What this task involves ▸ The response must contain every line below in which "cancel" appears.

Exercise data ▸
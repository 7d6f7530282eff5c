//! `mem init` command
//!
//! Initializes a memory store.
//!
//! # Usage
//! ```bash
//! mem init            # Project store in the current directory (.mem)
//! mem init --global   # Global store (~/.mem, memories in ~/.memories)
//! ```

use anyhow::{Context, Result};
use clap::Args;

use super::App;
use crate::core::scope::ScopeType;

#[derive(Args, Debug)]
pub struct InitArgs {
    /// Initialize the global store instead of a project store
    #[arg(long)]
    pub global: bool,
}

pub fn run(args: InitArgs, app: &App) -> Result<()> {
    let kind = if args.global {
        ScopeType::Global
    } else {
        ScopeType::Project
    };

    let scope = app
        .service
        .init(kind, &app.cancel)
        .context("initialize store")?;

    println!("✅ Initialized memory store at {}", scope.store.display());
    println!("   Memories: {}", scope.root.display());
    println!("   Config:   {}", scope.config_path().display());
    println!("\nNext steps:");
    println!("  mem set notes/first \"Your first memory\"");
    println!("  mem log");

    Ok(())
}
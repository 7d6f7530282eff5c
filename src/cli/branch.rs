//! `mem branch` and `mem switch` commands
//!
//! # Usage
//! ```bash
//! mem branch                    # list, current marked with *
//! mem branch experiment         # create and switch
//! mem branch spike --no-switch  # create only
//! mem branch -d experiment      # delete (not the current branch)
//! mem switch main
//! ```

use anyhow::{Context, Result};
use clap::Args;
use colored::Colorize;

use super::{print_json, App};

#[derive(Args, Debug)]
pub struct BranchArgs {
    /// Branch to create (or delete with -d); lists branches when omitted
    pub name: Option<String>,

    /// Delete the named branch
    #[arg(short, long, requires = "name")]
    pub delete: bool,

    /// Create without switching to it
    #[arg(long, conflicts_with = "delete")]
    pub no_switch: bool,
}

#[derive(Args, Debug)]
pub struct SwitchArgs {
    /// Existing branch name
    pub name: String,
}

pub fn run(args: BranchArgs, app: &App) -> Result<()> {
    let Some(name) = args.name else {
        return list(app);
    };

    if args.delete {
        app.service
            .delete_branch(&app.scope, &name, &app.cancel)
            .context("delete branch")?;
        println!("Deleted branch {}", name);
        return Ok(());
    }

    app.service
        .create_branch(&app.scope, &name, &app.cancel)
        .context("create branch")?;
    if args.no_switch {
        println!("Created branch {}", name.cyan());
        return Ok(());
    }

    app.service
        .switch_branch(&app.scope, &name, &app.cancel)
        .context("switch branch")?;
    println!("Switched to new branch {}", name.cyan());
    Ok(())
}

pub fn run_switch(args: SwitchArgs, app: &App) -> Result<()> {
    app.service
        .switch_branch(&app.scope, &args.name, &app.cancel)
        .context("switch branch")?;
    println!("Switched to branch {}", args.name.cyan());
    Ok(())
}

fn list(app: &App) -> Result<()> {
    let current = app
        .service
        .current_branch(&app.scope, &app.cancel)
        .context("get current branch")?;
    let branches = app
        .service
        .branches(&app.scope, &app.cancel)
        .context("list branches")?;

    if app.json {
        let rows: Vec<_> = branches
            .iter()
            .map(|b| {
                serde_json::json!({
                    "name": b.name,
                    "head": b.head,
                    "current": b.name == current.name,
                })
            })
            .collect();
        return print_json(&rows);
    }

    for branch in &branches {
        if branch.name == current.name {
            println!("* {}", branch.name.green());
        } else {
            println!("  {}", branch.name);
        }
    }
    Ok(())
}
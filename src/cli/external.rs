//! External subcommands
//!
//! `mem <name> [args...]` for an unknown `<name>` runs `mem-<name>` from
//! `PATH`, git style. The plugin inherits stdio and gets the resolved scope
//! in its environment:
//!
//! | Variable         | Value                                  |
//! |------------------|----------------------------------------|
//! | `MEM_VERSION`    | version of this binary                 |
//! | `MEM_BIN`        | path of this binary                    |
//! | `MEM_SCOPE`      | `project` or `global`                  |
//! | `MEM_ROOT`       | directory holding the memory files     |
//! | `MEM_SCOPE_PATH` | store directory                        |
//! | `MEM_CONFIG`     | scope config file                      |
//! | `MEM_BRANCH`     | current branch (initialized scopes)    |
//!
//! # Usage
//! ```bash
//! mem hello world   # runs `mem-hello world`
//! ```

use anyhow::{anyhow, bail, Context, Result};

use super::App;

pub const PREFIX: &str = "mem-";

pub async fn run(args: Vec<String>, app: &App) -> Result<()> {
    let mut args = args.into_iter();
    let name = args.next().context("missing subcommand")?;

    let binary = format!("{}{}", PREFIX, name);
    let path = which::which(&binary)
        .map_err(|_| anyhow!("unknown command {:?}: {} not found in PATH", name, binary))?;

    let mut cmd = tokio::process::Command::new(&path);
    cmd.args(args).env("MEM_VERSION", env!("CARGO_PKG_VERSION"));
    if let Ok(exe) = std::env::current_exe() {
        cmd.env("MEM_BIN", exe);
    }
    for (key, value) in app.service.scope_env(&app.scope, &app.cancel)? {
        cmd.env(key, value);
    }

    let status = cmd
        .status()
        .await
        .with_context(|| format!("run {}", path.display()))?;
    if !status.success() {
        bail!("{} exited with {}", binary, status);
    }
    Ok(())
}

Output for this task ▸
        .init(kind, &app.cancel)
            .delete_branch(&app.scope, &name, &app.cancel)
        .create_branch(&app.scope, &name, &app.cancel)
        .switch_branch(&app.scope, &name, &app.cancel)
        .switch_branch(&app.scope, &args.name, &app.cancel)
        .current_branch(&app.scope, &app.cancel)
        .branches(&app.scope, &app.cancel)
    for (key, value) in app.service.scope_env(&app.scope, &app.cancel)? {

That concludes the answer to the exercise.